A Roth 401(k) retirement plan is similar to a regular 401(k) plan, but with the timing of the plan's taxation representing a significant difference. The traditional 401(k) plan requires before-tax paycheck contributions with no tax liability placed on the earnings until funds are withdrawn. The Roth 401(k) plan requires after-tax paycheck contributions, but the withdrawals are tax-free.
The basic difference between the Roth 401(k) and the traditional 401(k) is that Roth plan contributions are taxed during the year that they are earned, while the traditional 401(k) contributions are taxed when they are withdrawn. The amount of take-home pay remains the same for both plans because the Roth plan takes the taxes out of the deduction and then places the remainder of the amount into the 401(k) account.
The matched contributions that an employer pays into a Roth 401(k) plan are before-tax. These funds are kept in a traditional and separate 401(k) account and become fully taxable when withdrawn by the employee.
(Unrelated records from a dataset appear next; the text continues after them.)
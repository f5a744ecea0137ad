//! # CanSat Core
//!
//! Everything between the operator and the flight engine:
//! - Parameter intake with compiled-in defaults
//! - Vehicle/environment assembly, including the cylinder inertia estimate
//! - Simulation invocation behind the [`FlightEngine`] seam
//! - A named-column view ([`FlightSolution`]) over the engine's raw output

pub mod assembly;
pub mod engine;
pub mod error;
pub mod inertia;
pub mod intake;
pub mod params;
pub mod solution;

// Re-export core types
pub use assembly::{assemble, Assembly, LaunchDate, LaunchDescriptor, MotorDescriptor, SiteConfig, VehicleDescriptor};
pub use engine::{run_simulation, EngineOutput, FlightEngine, SimulationReport, SixDofEngine};
pub use error::{IntakeError, PipelineError, SolutionError};
pub use inertia::InertiaEstimate;
pub use intake::{collect_parameters, parse_input, prompt_f64};
pub use params::{ParamSpec, SimulationParameters, PARAMETERS};
pub use solution::{Column, FlightSolution, REQUIRED_COLUMNS};

/// The engine crate, for callers that need its types directly.
pub use cansat_sim as sim;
Beginning January 1, 2006, employers were able to offer their employees the Roth version of the 401(k), but the additional internal accounting procedures required for the newer plan are believed to have slowed down the overall enthusiasm for the Roth plan among employers. Larger firms appear to have demonstrated a greater acceptance for the Roth 401(k), and it is anticipated that smaller firms will follow suit. About 40 percent of employers were offering the Roth 401(k) plan in 2011, and the number increased to more than 50 percent of employers in 2013, as reported by Forbes Magazine.